# mid air brake tap?



## freeriderB (Jan 9, 2004)

does anyone ever tap their brakes when in mid air? If so...why and when?

effective or disasterous??


----------



## mtbman4 (Jan 28, 2004)

tapping your rear brake while in the air will bring your front wheel down, and fast. tapping your front brake in the air will result in a horrible painful endo. lol i sometimes tap the rear if my front wheel is sky-high.


----------



## n8nate (Apr 12, 2006)

Wasn't there a thread on this awhile back?

-Nate

EDIT: Found it:
http://forums.mtbr.com/showthread.php?t=62339&highlight=Braking


----------



## 08nwsula (Oct 19, 2005)

it doesn't really do a whole lot unless you are on a dirtbike


----------



## blizzard_mk (Feb 19, 2006)

I use both of my brakes in the air, tapping either one will bring the front end down. Which brake and how hard you grab it depends on how fast you want the front end to come down. You don't need to be on a motorcycle to notice it. Unless you're going really fast and big and your wheels weigh a lot, I don't think you'd probably endo.


----------



## Ojai Bicyclist (Nov 4, 2005)

Why? If you can't control where your wheels go in the air you've got more to worry about than hitting the brakes in the air.


----------



## todd_freeride (Aug 9, 2005)

no it does a huge amount.

I ended up doing it subconsiously.

I was riding up at whistler, about 15 seconds into A-line I for some reason pulled up really hard at the end of the jump, as if I were to do a wheelie or something, but I squeezed my rear brake and landed perfictly onto the transition.

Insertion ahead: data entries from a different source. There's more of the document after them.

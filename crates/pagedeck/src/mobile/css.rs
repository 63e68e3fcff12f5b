use std::fmt;

use cssparser::{
    AtRuleParser, CowRcStr, DeclarationParser, ParseError, Parser, ParserInput, ParserState,
    QualifiedRuleParser, RuleBodyItemParser, RuleBodyParser, StyleSheetParser,
};

use super::fit::StyleSheet;

/// At-rules whose block is a list of style rules.
const GROUPING_AT_RULES: &[&str] = &["media", "supports", "container", "layer"];

#[derive(Debug, Clone, PartialEq)]
struct Rule {
    selector: String,
    declarations: Vec<(String, String)>,
}

#[derive(Debug, Clone, PartialEq)]
enum Item {
    Style(Rule),
    Group { prelude: String, rules: Vec<Rule> },
    /// Kept as written: `@import`, `@font-face`, `@keyframes` and the like.
    Verbatim(String),
}

/// Stylesheet text as a list of rules the fitter can read and rewrite
/// without a browser.
///
/// Rule indices count style rules in source order, including those nested in
/// `@media` and other grouping rules.
#[derive(Debug, Clone, PartialEq, Default)]
pub struct CssText {
    items: Vec<Item>,
}

impl CssText {
    pub fn parse(css: &str) -> Self {
        let mut input = ParserInput::new(css);
        let mut parser = Parser::new(&mut input);
        Self {
            items: parse_rule_list(&mut parser),
        }
    }

    fn rules(&self) -> impl Iterator<Item = &Rule> {
        self.items.iter().flat_map(|item| match item {
            Item::Style(rule) => std::slice::from_ref(rule),
            Item::Group { rules, .. } => rules.as_slice(),
            Item::Verbatim(_) => &[],
        })
    }

    fn rules_mut(&mut self) -> impl Iterator<Item = &mut Rule> {
        self.items.iter_mut().flat_map(|item| match item {
            Item::Style(rule) => std::slice::from_mut(rule),
            Item::Group { rules, .. } => rules.as_mut_slice(),
            Item::Verbatim(_) => &mut [],
        })
    }
}

fn parse_rule_list<'i>(input: &mut Parser<'i, '_>) -> Vec<Item> {
    let mut rule_parser = TopLevelRuleParser;
    let mut items = Vec::new();
    for result in StyleSheetParser::new(input, &mut rule_parser) {
        match result {
            Ok(item) => items.push(item),
            Err((_, source)) => log::debug!("skipped css rule {:?}", source.trim()),
        }
    }
    items
}

/// Everything left in `input`, as written.
fn remaining_source<'i>(input: &mut Parser<'i, '_>) -> &'i str {
    let start = input.position();
    while input.next().is_ok() {}
    input.slice_from(start).trim()
}

struct TopLevelRuleParser;

struct AtPrelude {
    name: String,
    text: String,
}

impl AtPrelude {
    fn header(&self) -> String {
        if self.text.is_empty() {
            format!("@{}", self.name)
        } else {
            format!("@{} {}", self.name, self.text)
        }
    }
}

impl<'i> AtRuleParser<'i> for TopLevelRuleParser {
    type Prelude = AtPrelude;
    type AtRule = Item;
    type Error = ();

    fn parse_prelude<'t>(
        &mut self,
        name: CowRcStr<'i>,
        input: &mut Parser<'i, 't>,
    ) -> Result<Self::Prelude, ParseError<'i, Self::Error>> {
        Ok(AtPrelude {
            name: name.to_ascii_lowercase(),
            text: remaining_source(input).to_string(),
        })
    }

    fn rule_without_block(
        &mut self,
        prelude: Self::Prelude,
        _start: &ParserState,
    ) -> Result<Self::AtRule, ()> {
        Ok(Item::Verbatim(format!("{};", prelude.header())))
    }

    fn parse_block<'t>(
        &mut self,
        prelude: Self::Prelude,
        _start: &ParserState,
        input: &mut Parser<'i, 't>,
    ) -> Result<Self::AtRule, ParseError<'i, Self::Error>> {
        if !GROUPING_AT_RULES.contains(&prelude.name.as_str()) {
            let body = remaining_source(input);
            return Ok(Item::Verbatim(format!("{} {{ {body} }}", prelude.header())));
        }
        let rules = parse_rule_list(input)
            .into_iter()
            .filter_map(|item| match item {
                Item::Style(rule) => Some(rule),
                other => {
                    log::debug!("dropped nested css rule in {}: {other:?}", prelude.header());
                    None
                }
            })
            .collect();
        Ok(Item::Group {
            prelude: prelude.header(),
            rules,
        })
    }
}

impl<'i> QualifiedRuleParser<'i> for TopLevelRuleParser {
    type Prelude = String;
    type QualifiedRule = Item;
    type Error = ();

    fn parse_prelude<'t>(
        &mut self,
        input: &mut Parser<'i, 't>,
    ) -> Result<Self::Prelude, ParseError<'i, Self::Error>> {
        Ok(remaining_source(input).to_string())
    }

    fn parse_block<'t>(
        &mut self,
        prelude: Self::Prelude,
        _start: &ParserState,
        input: &mut Parser<'i, 't>,
    ) -> Result<Self::QualifiedRule, ParseError<'i, Self::Error>> {
        let mut decl_parser = DeclarationListParser;
        let mut declarations = Vec::new();
        for result in RuleBodyParser::new(input, &mut decl_parser) {
            match result {
                Ok(decl) => declarations.push(decl),
                Err((_, source)) => log::debug!("skipped css declaration {:?}", source.trim()),
            }
        }
        Ok(Item::Style(Rule {
            selector: prelude,
            declarations,
        }))
    }
}

struct DeclarationListParser;

impl<'i> AtRuleParser<'i> for DeclarationListParser {
    type Prelude = ();
    type AtRule = (String, String);
    type Error = ();
}

impl<'i> QualifiedRuleParser<'i> for DeclarationListParser {
    type Prelude = ();
    type QualifiedRule = (String, String);
    type Error = ();
}

impl<'i> DeclarationParser<'i> for DeclarationListParser {
    type Declaration = (String, String);
    type Error = ();

    fn parse_value<'t>(
        &mut self,
        name: CowRcStr<'i>,
        input: &mut Parser<'i, 't>,
        _start: &ParserState,
    ) -> Result<Self::Declaration, ParseError<'i, Self::Error>> {
        Ok((name.to_string(), remaining_source(input).to_string()))
    }
}

impl<'i> RuleBodyItemParser<'i, (String, String), ()> for DeclarationListParser {
    fn parse_declarations(&self) -> bool {
        true
    }

    fn parse_qualified(&self) -> bool {
        false
    }
}

impl StyleSheet for CssText {
    fn declarations(&self, property: &str) -> Vec<(usize, String)> {
        self.rules()
            .enumerate()
            .filter_map(|(i, rule)| {
                rule.declarations
                    .iter()
                    .find(|(name, _)| name == property)
                    .map(|(_, value)| (i, value.clone()))
            })
            .collect()
    }

    fn set_declaration(&mut self, rule: usize, property: &str, value: &str) {
        let Some(rule) = self.rules_mut().nth(rule) else {
            return;
        };
        match rule.declarations.iter_mut().find(|(name, _)| name == property) {
            Some(entry) => entry.1 = value.to_string(),
            None => rule
                .declarations
                .push((property.to_string(), value.to_string())),
        }
    }
}

fn write_rule(f: &mut fmt::Formatter<'_>, rule: &Rule, indent: &str) -> fmt::Result {
    writeln!(f, "{indent}{} {{", rule.selector)?;
    for (name, value) in &rule.declarations {
        writeln!(f, "{indent}  {name}: {value};")?;
    }
    writeln!(f, "{indent}}}")
}

impl fmt::Display for CssText {
    fn fmt(&self, f: &mut fmt::Formatter<'_>) -> fmt::Result {
        for (i, item) in self.items.iter().enumerate() {
            if i > 0 {
                writeln!(f)?;
            }
            match item {
                Item::Style(rule) => write_rule(f, rule, "")?,
                Item::Group { prelude, rules } => {
                    writeln!(f, "{prelude} {{")?;
                    for rule in rules {
                        write_rule(f, rule, "  ")?;
                    }
                    writeln!(f, "}}")?;
                }
                Item::Verbatim(text) => writeln!(f, "{text}")?,
            }
        }
        Ok(())
    }
}
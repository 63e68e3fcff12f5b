use anyhow::{Context, Result};
use colored::Colorize;
use notify_debouncer_mini::notify::{RecursiveMode, Watcher};
use notify_debouncer_mini::{DebouncedEventKind, new_debouncer};
use std::path::{Path, PathBuf};
use std::sync::mpsc;
use std::time::Duration;

use super::LoadedDeck;
use crate::config::{Config, MobileSettings};
use crate::dom::html::{escape_attr, escape_text, to_html};
use crate::mobile::css::CssText;
use crate::mobile::fit::{EstimatedProbe, FontFitter};
use crate::mobile::{self, BuildOptions, STYLESHEET};

/// Share of the viewport height left to the page strip under the header strip.
const PAGE_HEIGHT_SHARE: f64 = 0.62;

/// Chapter bar and scrubber, in CSS pixels.
const CHROME_HEIGHT_PX: f64 = 64.0;

/// Share of the viewport width left after the content padding.
const TEXT_WIDTH_SHARE: f64 = 0.88;

const WATCH_DEBOUNCE: Duration = Duration::from_millis(200);

/// Holds the settings JSON read by the mount script.
const SETTINGS_ID: &str = "pagedeck-settings";

pub fn run(
    file: &Path,
    output: Option<PathBuf>,
    watch: bool,
    runtime: Option<String>,
    quiet: bool,
) -> Result<()> {
    let settings = Config::load_or_default().mobile_settings();
    let output = output.unwrap_or_else(|| file.with_extension("html"));

    let runtime = runtime.as_deref();
    build_once(file, &output, &settings, runtime, quiet)?;
    if !watch {
        return Ok(());
    }

    let (tx, rx) = mpsc::channel();
    let mut debouncer = new_debouncer(WATCH_DEBOUNCE, tx)
        .context("Failed to create file watcher")?;
    debouncer
        .watcher()
        .watch(file, RecursiveMode::NonRecursive)
        .with_context(|| format!("Failed to watch {}", file.display()))?;
    if !quiet {
        println!("Watching {} (Ctrl-C to stop)", file.display());
    }

    for result in rx {
        match result {
            Ok(events) => {
                if !events.iter().any(|e| e.kind == DebouncedEventKind::Any) {
                    continue;
                }
                log::debug!("change detected in {}", file.display());
                if let Err(e) = build_once(file, &output, &settings, runtime, quiet) {
                    eprintln!("{}", format!("Build failed: {e:#}").red());
                }
            }
            Err(e) => log::error!("File watcher error: {e}"),
        }
    }
    Ok(())
}

fn build_once(
    file: &Path,
    output: &Path,
    settings: &MobileSettings,
    runtime: Option<&str>,
    quiet: bool,
) -> Result<()> {
    let mut loaded = super::load_deck(file, settings)?;
    if loaded.presentation.slides.is_empty() {
        anyhow::bail!("No slides found in {}", file.display());
    }

    let (html, font_size) = render_page(&mut loaded, settings, runtime)?;
    std::fs::write(output, html)
        .with_context(|| format!("Failed to write {}", output.display()))?;

    if !quiet {
        println!(
            "{} {} ({} pages, {}px text)",
            "Built".green().bold(),
            output.display(),
            loaded.deck.page_count(),
            font_size
        );
    }
    Ok(())
}

/// Build the deck into a standalone HTML document.
///
/// Without a runtime the page holds the mobile view itself, with the font size
/// pre-fitted for the configured viewport. With one it holds the desktop slides
/// and a module script that mounts the live view from them, passing `settings`
/// as JSON.
pub fn render_page(
    loaded: &mut LoadedDeck,
    settings: &MobileSettings,
    runtime: Option<&str>,
) -> Result<(String, u32)> {
    let (width, height) = settings.viewport;
    let mut probe = EstimatedProbe::new(
        f64::from(width) * TEXT_WIDTH_SHARE,
        (f64::from(height) * PAGE_HEIGHT_SHARE - CHROME_HEIGHT_PX).max(1.0),
    );
    let mut sheet = CssText::parse(STYLESHEET);
    let mut fitter = FontFitter::new(settings.font_sizes.clone());
    let font_size = fitter.fit(&loaded.tree, &loaded.deck.pages, &mut probe, &mut sheet);

    let (head_extra, body) = match runtime {
        Some(runtime) => runtime_parts(loaded, settings, runtime)?,
        None => {
            let view = mobile::build(&mut loaded.tree, &loaded.deck, &BuildOptions::default());
            (
                format!("<style>\n{sheet}</style>\n"),
                format!(
                    "<body class=\"pagedeck-mobile\">\n{}\n</body>\n",
                    to_html(&loaded.tree, view.root)
                ),
            )
        }
    };

    let title = loaded.title();
    let language = loaded
        .presentation
        .meta
        .language
        .as_deref()
        .unwrap_or("en");
    let mut head_meta = String::new();
    for (name, value) in [
        ("author", &loaded.presentation.meta.author),
        ("description", &loaded.presentation.meta.description),
    ] {
        if let Some(value) = value {
            head_meta.push_str(&format!(
                "<meta name=\"{name}\" content=\"{}\">\n",
                escape_attr(value)
            ));
        }
    }
    let html = format!(
        "<!DOCTYPE html>\n\
<html lang=\"{lang}\">\n\
<head>\n\
<meta charset=\"utf-8\">\n\
<meta name=\"viewport\" content=\"width=device-width, initial-scale=1\">\n\
{head_meta}<title>{title}</title>\n\
{head_extra}\
</head>\n\
{body}\
</html>\n",
        lang = escape_attr(language),
        title = escape_text(title),
    );
    Ok((html, font_size))
}

/// JSON that is safe inside a `<script>` element.
fn script_json<T: serde::Serialize + ?Sized>(value: &T) -> Result<String> {
    let json = serde_json::to_string(value).context("Failed to serialize page settings")?;
    Ok(json.replace("</", "<\\/"))
}

fn runtime_parts(
    loaded: &LoadedDeck,
    settings: &MobileSettings,
    runtime: &str,
) -> Result<(String, String)> {
    let head = format!(
        "<script type=\"application/json\" id=\"{SETTINGS_ID}\">{settings}</script>\n\
<script type=\"module\">\n\
import init, {{ mount }} from {module};\n\
await init();\n\
window.pagedeck = mount(document.getElementById(\"{SETTINGS_ID}\").textContent);\n\
</script>\n",
        settings = script_json(settings)?,
        module = script_json(runtime)?,
    );
    let mut body = String::from("<body>\n<main class=\"pagedeck-deck\">\n");
    for slide in &loaded.slides {
        body.push_str(&to_html(&loaded.tree, *slide));
        body.push('\n');
    }
    body.push_str("</main>\n</body>\n");
    Ok((head, body))
}
pub mod figure;
pub mod list_split;

#[cfg(test)]
mod tests;

use serde::Serialize;

use crate::dom::{self, Document};
use crate::render::annotate::{
    ATTR_CHAPTER, ATTR_IFRAME, ATTR_LIST_SPLIT, ATTR_LIST_SPLITS, ATTR_SKIP, ATTR_SKIP_MOBILE,
};

pub use list_split::SplitPoints;

const PARAGRAPH_TAGS: &[&str] = &["p", "blockquote", "pre"];
const LIST_TAGS: &[&str] = &["ul", "ol"];
const HEADING_TAGS: &[&str] = &["h1", "h2", "h3", "h4", "h5", "h6"];

/// A run of consecutive pages shown under one figure or title.
#[derive(Debug, Clone, PartialEq, Serialize)]
pub struct Header {
    pub title: Option<String>,
    /// First heading of the originating slide (h1 through h6).
    pub page_title: Option<String>,
    pub figure: Option<String>,
    /// Global page indices, strictly increasing.
    pub pages: Vec<usize>,
    #[serde(skip)]
    key: HeaderKey,
}

impl Header {
    /// Label used for the document title and navigation entries.
    pub fn label(&self) -> Option<&str> {
        self.title.as_deref().or(self.page_title.as_deref())
    }
}

#[derive(Debug, Clone, PartialEq)]
enum HeaderKey {
    Figure(String),
    Title(String),
    Slide(usize),
}

/// One horizontally scrollable unit of reading content.
#[derive(Debug, Clone)]
pub struct Page<N> {
    /// Owned copy; never shares nodes with the source slide.
    pub content: N,
    pub slide_index: usize,
    pub page_within_slide: usize,
    pub full_bleed: bool,
    pub chapter: Option<String>,
    pub iframe: Option<String>,
}

/// A chapter of the deck: pages `first_page..end_page`.
#[derive(Debug, Clone, PartialEq, Serialize)]
pub struct Chapter {
    pub title: String,
    pub first_page: usize,
    pub end_page: usize,
}

impl Chapter {
    pub fn contains(&self, position: f64) -> bool {
        position >= self.first_page as f64 && position < self.end_page as f64
    }
}

#[derive(Debug, Clone)]
pub struct Decomposition<N> {
    pub headers: Vec<Header>,
    pub pages: Vec<Page<N>>,
}

impl<N> Decomposition<N> {
    pub fn page_count(&self) -> usize {
        self.pages.len()
    }

    /// Index of the header owning each page, indexed by page.
    pub fn header_index(&self) -> Vec<usize> {
        let mut owners = vec![0; self.pages.len()];
        for (h, header) in self.headers.iter().enumerate() {
            for page in &header.pages {
                owners[*page] = h;
            }
        }
        owners
    }

    /// Label for a page: its header's label, else the page's chapter.
    pub fn page_label(&self, page: usize) -> Option<&str> {
        let header = self.headers.iter().find(|h| h.pages.contains(&page));
        header
            .and_then(Header::label)
            .or_else(|| self.pages.get(page).and_then(|p| p.chapter.as_deref()))
    }

    /// Chapters in page order. A chapter starts at every page whose chapter
    /// marker differs from the running one.
    pub fn chapters(&self) -> Vec<Chapter> {
        let mut chapters: Vec<Chapter> = Vec::new();
        for (index, page) in self.pages.iter().enumerate() {
            let Some(title) = &page.chapter else { continue };
            if chapters.last().is_some_and(|c| &c.title == title) {
                continue;
            }
            if let Some(previous) = chapters.last_mut() {
                previous.end_page = index;
            }
            chapters.push(Chapter {
                title: title.clone(),
                first_page: index,
                end_page: self.pages.len(),
            });
        }
        chapters
    }
}

#[derive(Debug, Clone, Default)]
pub struct DecomposeOptions {
    /// Split points used when a slide carries no (valid) list split directive.
    pub default_splits: SplitPoints,
}

/// Decompose rendered slide roots into headers and pages.
///
/// Page indices are positions in `pages` and double as scroll coordinates in
/// the mobile view. The source slides are only read and cloned, never modified.
pub fn decompose<D: Document>(
    doc: &mut D,
    slides: &[D::Node],
    options: &DecomposeOptions,
) -> Decomposition<D::Node> {
    let mut out = Decomposition {
        headers: Vec::new(),
        pages: Vec::new(),
    };

    for (slide_index, slide) in slides.iter().enumerate() {
        let flag = |name: &str| slide_attr(doc, slide, name).as_deref() == Some("true");
        if flag(ATTR_SKIP) || flag(ATTR_SKIP_MOBILE) {
            log::debug!("slide {slide_index}: skipped");
            continue;
        }

        let context = SlideContext {
            slide_index,
            chapter: slide_attr(doc, slide, ATTR_CHAPTER),
            iframe: slide_attr(doc, slide, ATTR_IFRAME),
            page_title: heading_title(doc, slide),
        };

        match dom::find_tag(doc, slide, "figure") {
            Some(figure) => decompose_split(doc, slide, &figure, &context, options, &mut out),
            None => {
                let content = doc.clone_subtree(slide);
                let index = out.pages.len();
                out.pages.push(context.page(content, 0, true));
                out.headers.push(Header {
                    title: None,
                    page_title: context.page_title.clone(),
                    figure: None,
                    pages: vec![index],
                    key: HeaderKey::Slide(slide_index),
                });
            }
        }
    }

    log::debug!(
        "decomposed {} slides into {} pages under {} headers",
        slides.len(),
        out.pages.len(),
        out.headers.len()
    );
    out
}

struct SlideContext {
    slide_index: usize,
    chapter: Option<String>,
    iframe: Option<String>,
    page_title: Option<String>,
}

impl SlideContext {
    fn page<N>(&self, content: N, page_within_slide: usize, full_bleed: bool) -> Page<N> {
        Page {
            content,
            slide_index: self.slide_index,
            page_within_slide,
            full_bleed,
            chapter: self.chapter.clone(),
            iframe: self.iframe.clone(),
        }
    }
}

fn decompose_split<D: Document>(
    doc: &mut D,
    slide: &D::Node,
    figure: &D::Node,
    context: &SlideContext,
    options: &DecomposeOptions,
    out: &mut Decomposition<D::Node>,
) {
    let figure_url = figure::figure_url(doc, figure);
    let Some(container) = text_container(doc, slide) else {
        log::debug!(
            "slide {}: figure without text content, no pages",
            context.slide_index
        );
        return;
    };

    let title = dom::find_tag(doc, &container, "h1")
        .map(|h1| doc.text_content(&h1).trim().to_string())
        .filter(|t| !t.is_empty());
    let key = match (&figure_url, title.as_ref().or(context.page_title.as_ref())) {
        (Some(url), _) => HeaderKey::Figure(url.clone()),
        (None, Some(title)) => HeaderKey::Title(title.clone()),
        (None, None) => HeaderKey::Slide(context.slide_index),
    };

    let splits = SplitPoints::from_attributes(
        slide_attr(doc, slide, ATTR_LIST_SPLITS).as_deref(),
        slide_attr(doc, slide, ATTR_LIST_SPLIT).as_deref(),
        &options.default_splits,
    );

    let children = dom::element_children(doc, &container);
    let mut contents: Vec<D::Node> = Vec::new();
    let mut i = 0;
    while i < children.len() {
        let child = &children[i];
        let tag = doc.tag_name(child).unwrap_or_default();
        let is_paragraph = PARAGRAPH_TAGS.contains(&tag.as_str());
        let is_list = LIST_TAGS.contains(&tag.as_str());

        if is_paragraph {
            if let Some(list) = children.get(i + 1).filter(|next| is_list_node(doc, next)) {
                contents.extend(split_list(doc, child, list, &splits));
                i += 2;
                continue;
            }
        }
        if is_paragraph || is_list {
            contents.push(doc.clone_subtree(child));
        }
        i += 1;
    }

    for (page_within_slide, content) in contents.into_iter().enumerate() {
        let index = out.pages.len();
        out.pages
            .push(context.page(content, page_within_slide, false));
        match out.headers.last_mut() {
            Some(header) if header.key == key => header.pages.push(index),
            _ => out.headers.push(Header {
                title: title.clone(),
                page_title: context.page_title.clone(),
                figure: figure_url.clone(),
                pages: vec![index],
                key: key.clone(),
            }),
        }
    }
}

fn is_list_node<D: Document>(doc: &D, node: &D::Node) -> bool {
    doc.tag_name(node)
        .is_some_and(|tag| LIST_TAGS.contains(&tag.as_str()))
}

/// Pages for a paragraph immediately followed by a list: the paragraph with the
/// first chunk of items, then one standalone list per further chunk. Every item
/// lands on exactly one page.
fn split_list<D: Document>(
    doc: &mut D,
    paragraph: &D::Node,
    list: &D::Node,
    splits: &SplitPoints,
) -> Vec<D::Node> {
    let list_tag = doc.tag_name(list).unwrap_or_else(|| "ul".to_string());
    let base_start = doc
        .attribute(list, "start")
        .and_then(|s| s.trim().parse::<i64>().ok())
        .unwrap_or(1);
    let items: Vec<D::Node> = dom::element_children(doc, list)
        .into_iter()
        .filter(|item| dom::has_tag(doc, item, "li"))
        .collect();

    let mut pages = Vec::new();
    let lead = doc.create_element("div");
    let paragraph_copy = doc.clone_subtree(paragraph);
    doc.append_child(&lead, &paragraph_copy);

    for (n, range) in splits.chunks(items.len()).into_iter().enumerate() {
        let sublist = doc.create_element(&list_tag);
        let start = base_start + range.start as i64;
        doc.set_attribute(&sublist, "start", &start.to_string());
        for item in &items[range] {
            let copy = doc.clone_subtree(item);
            doc.append_child(&sublist, &copy);
        }
        if n == 0 {
            doc.append_child(&lead, &sublist);
            pages.push(lead.clone());
        } else {
            pages.push(sublist);
        }
    }

    if pages.is_empty() {
        // empty list: the paragraph still gets its page
        pages.push(lead);
    }
    pages
}

/// The element holding a split slide's text: the parent of the first
/// paragraph-level block outside the figure and outside any list, else the
/// parent of the first list.
fn text_container<D: Document>(doc: &D, slide: &D::Node) -> Option<D::Node> {
    first_parent_of(doc, slide, PARAGRAPH_TAGS).or_else(|| first_parent_of(doc, slide, LIST_TAGS))
}

fn first_parent_of<D: Document>(doc: &D, root: &D::Node, tags: &[&str]) -> Option<D::Node> {
    let mut stack: Vec<(D::Node, D::Node)> = dom::element_children(doc, root)
        .into_iter()
        .rev()
        .map(|child| (child, root.clone()))
        .collect();
    while let Some((node, parent)) = stack.pop() {
        let tag = doc.tag_name(&node).unwrap_or_default();
        if tags.contains(&tag.as_str()) {
            return Some(parent);
        }
        if tag == "figure" || LIST_TAGS.contains(&tag.as_str()) {
            continue;
        }
        stack.extend(
            dom::element_children(doc, &node)
                .into_iter()
                .rev()
                .map(|child| (child, node.clone())),
        );
    }
    None
}

/// First non-empty heading text, checking h1 through h6 in order.
fn heading_title<D: Document>(doc: &D, node: &D::Node) -> Option<String> {
    HEADING_TAGS.iter().find_map(|tag| {
        dom::find_tag(doc, node, tag)
            .map(|h| doc.text_content(&h).trim().to_string())
            .filter(|t| !t.is_empty())
    })
}

/// Read a directive attribute from the slide root, or from a `section` inside it.
fn slide_attr<D: Document>(doc: &D, slide: &D::Node, name: &str) -> Option<String> {
    doc.attribute(slide, name).or_else(|| {
        dom::find_descendant(doc, slide, |d, n| {
            dom::has_tag(d, n, "section") && d.attribute(n, name).is_some()
        })
        .and_then(|section| doc.attribute(&section, name))
    })
}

I dont do it on a regular basis, but I guess I do it when I know my front end has to come down.


----------



## zachdank (Jun 15, 2005)

Anyone who rips the DJ's knows that brake tapping comes in handy all the time. I do it daily.


----------



## DHidiot (Aug 5, 2004)

It's definetely noticeable if you have a second or more in the air (this doesn't apply to puny jumps). It should in no way be relied upon for control in the air - if that's what determines you pitch you need to learn how to jump and be loose on the bike before getting in over your head. Emergency use only IMO, though it definetely isn't frowned upon if you need it for a little extra comfort once in a while.


----------



## Guest (Oct 29, 2006)

My wheels are so heavy if I tapped my brake in the air my fork would fall off


----------



## ibanezrg520kid (Oct 27, 2005)

it doesn't do nearly as much as it does on a dirtbike. the objective of doing so is to bring the front end down, but the sudden stop in the moment of the rear wheel. don't ever do it with the front break. also, if you are ever riding and the rear break is actually working well with bringing the front end down then be careful! i've used to much rear break racing and drop the front end down so low it cought the face of the landing jump... so be [email protected]! endos suck


----------



## Guest (Oct 29, 2006)

ibanezrg520kid said:


> it doesn't do nearly as much as it does on a dirtbike. the objective of doing so is to bring the front end down, but the sudden stop in the moment of the rear wheel. don't ever do it with the front break. also, if you are ever riding and the rear break is actually working well with bringing the front end down then be careful! i've used to much rear break racing and drop the front end down so low it cought the face of the landing jump... so be [email protected]! endos suck


all this breaking makes me nervous


----------



## ibanezrg520kid (Oct 27, 2005)

haha oops... mybad jake! **brake** i feel retarded lol


----------



## mack-a-nator (Apr 26, 2006)

it actually does a whole lot 
it does bring your front down hard but it sumtimes makes for a smoother landing on a steeper landing


----------



## zachdank (Jun 15, 2005)

DHidiot said:


> It should in no way be relied upon for control in the air - if that's what determines you pitch you need to learn how to jump and be loose on the bike before getting in over your head. Emergency use only IMO, though it definetely isn't frowned upon if you need it for a little extra comfort once in a while.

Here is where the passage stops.